*** Source records ***

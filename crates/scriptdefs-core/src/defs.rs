//! Constant and function tables for both game variants.

use crate::{DataType, Result, Value};

/// Game variant a table belongs to.
#[derive(Clone, Copy, Debug, PartialEq, Eq, Hash)]
pub enum Game {
    Kotor,
    Tsl,
}

impl Game {
    pub const ALL: [Game; 2] = [Game::Kotor, Game::Tsl];

    /// Prefix used for generated container names (`KOTOR_CONSTANTS`).
    pub fn prefix(self) -> &'static str {
        match self {
            Game::Kotor => "KOTOR",
            Game::Tsl => "TSL",
        }
    }

    /// Human-readable title used in generated doc comments.
    pub fn title(self) -> &'static str {
        match self {
            Game::Kotor => "KOTOR (Knights of the Old Republic)",
            Game::Tsl => "TSL (The Sith Lords)",
        }
    }
}

/// A named script constant, e.g. `int TRUE = 1;`.
#[derive(Clone, Debug, PartialEq, serde::Deserialize)]
pub struct ScriptConstant {
    #[serde(rename = "type", alias = "datatype")]
    pub datatype: DataType,
    pub name: String,
    pub value: Value,
}

impl ScriptConstant {
    pub fn new(datatype: DataType, name: impl Into<String>, value: impl Into<Value>) -> Self {
        Self {
            datatype,
            name: name.into(),
            value: value.into(),
        }
    }
}

/// A function parameter with an optional default value.
#[derive(Clone, Debug, PartialEq, serde::Deserialize)]
pub struct ScriptParam {
    #[serde(rename = "type", alias = "datatype")]
    pub datatype: DataType,
    pub name: String,
    #[serde(default)]
    pub default: Option<Value>,
}

impl ScriptParam {
    pub fn new(datatype: DataType, name: impl Into<String>) -> Self {
        Self {
            datatype,
            name: name.into(),
            default: None,
        }
    }

    pub fn with_default(mut self, value: impl Into<Value>) -> Self {
        self.default = Some(value.into());
        self
    }
}

/// An engine function declaration from `nwscript.nss`.
#[derive(Clone, Debug, PartialEq, serde::Deserialize)]
pub struct ScriptFunction {
    #[serde(alias = "returntype")]
    pub return_type: DataType,
    pub name: String,
    #[serde(default)]
    pub params: Vec<ScriptParam>,
    /// Doc comment block preceding the declaration.
    #[serde(default)]
    pub description: String,
    /// Declaration text as written in the source.
    #[serde(default)]
    pub raw: String,
}

impl ScriptFunction {
    pub fn new(return_type: DataType, name: impl Into<String>) -> Self {
        Self {
            return_type,
            name: name.into(),
            params: Vec::new(),
            description: String::new(),
            raw: String::new(),
        }
    }

    pub fn param(mut self, param: ScriptParam) -> Self {
        self.params.push(param);
        self
    }

    pub fn description(mut self, text: impl Into<String>) -> Self {
        self.description = text.into();
        self
    }

    pub fn raw(mut self, text: impl Into<String>) -> Self {
        self.raw = text.into();
        self
    }
}

/// Constants and functions of one game variant, in declaration order.
#[derive(Clone, Debug, Default, PartialEq, serde::Deserialize)]
pub struct GameDefs {
    #[serde(default)]
    pub constants: Vec<ScriptConstant>,
    #[serde(default)]
    pub functions: Vec<ScriptFunction>,
}

/// Definitions for both game variants.
#[derive(Clone, Debug, Default, PartialEq, serde::Deserialize)]
pub struct ScriptDefs {
    #[serde(default, alias = "k1")]
    pub kotor: GameDefs,
    #[serde(default, alias = "k2")]
    pub tsl: GameDefs,
}

impl ScriptDefs {
    /// Parse a definitions document.
    pub fn from_json(json: &str) -> Result<Self> {
        Ok(serde_json::from_str(json)?)
    }

    pub fn game(&self, game: Game) -> &GameDefs {
        match game {
            Game::Kotor => &self.kotor,
            Game::Tsl => &self.tsl,
        }
    }
}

*** End of Source records ***

#### Your goal:
For this exercise, copy every line of the data that holds "impl".

#### Result:
impl Game {
impl ScriptConstant {
    pub fn new(datatype: DataType, name: impl Into<String>, value: impl Into<Value>) -> Self {
impl ScriptParam {
    pub fn new(datatype: DataType, name: impl Into<String>) -> Self {
    pub fn with_default(mut self, value: impl Into<Value>) -> Self {
impl ScriptFunction {
    pub fn new(return_type: DataType, name: impl Into<String>) -> Self {
    pub fn description(mut self, text: impl Into<String>) -> Self {
    pub fn raw(mut self, text: impl Into<String>) -> Self {
impl ScriptDefs {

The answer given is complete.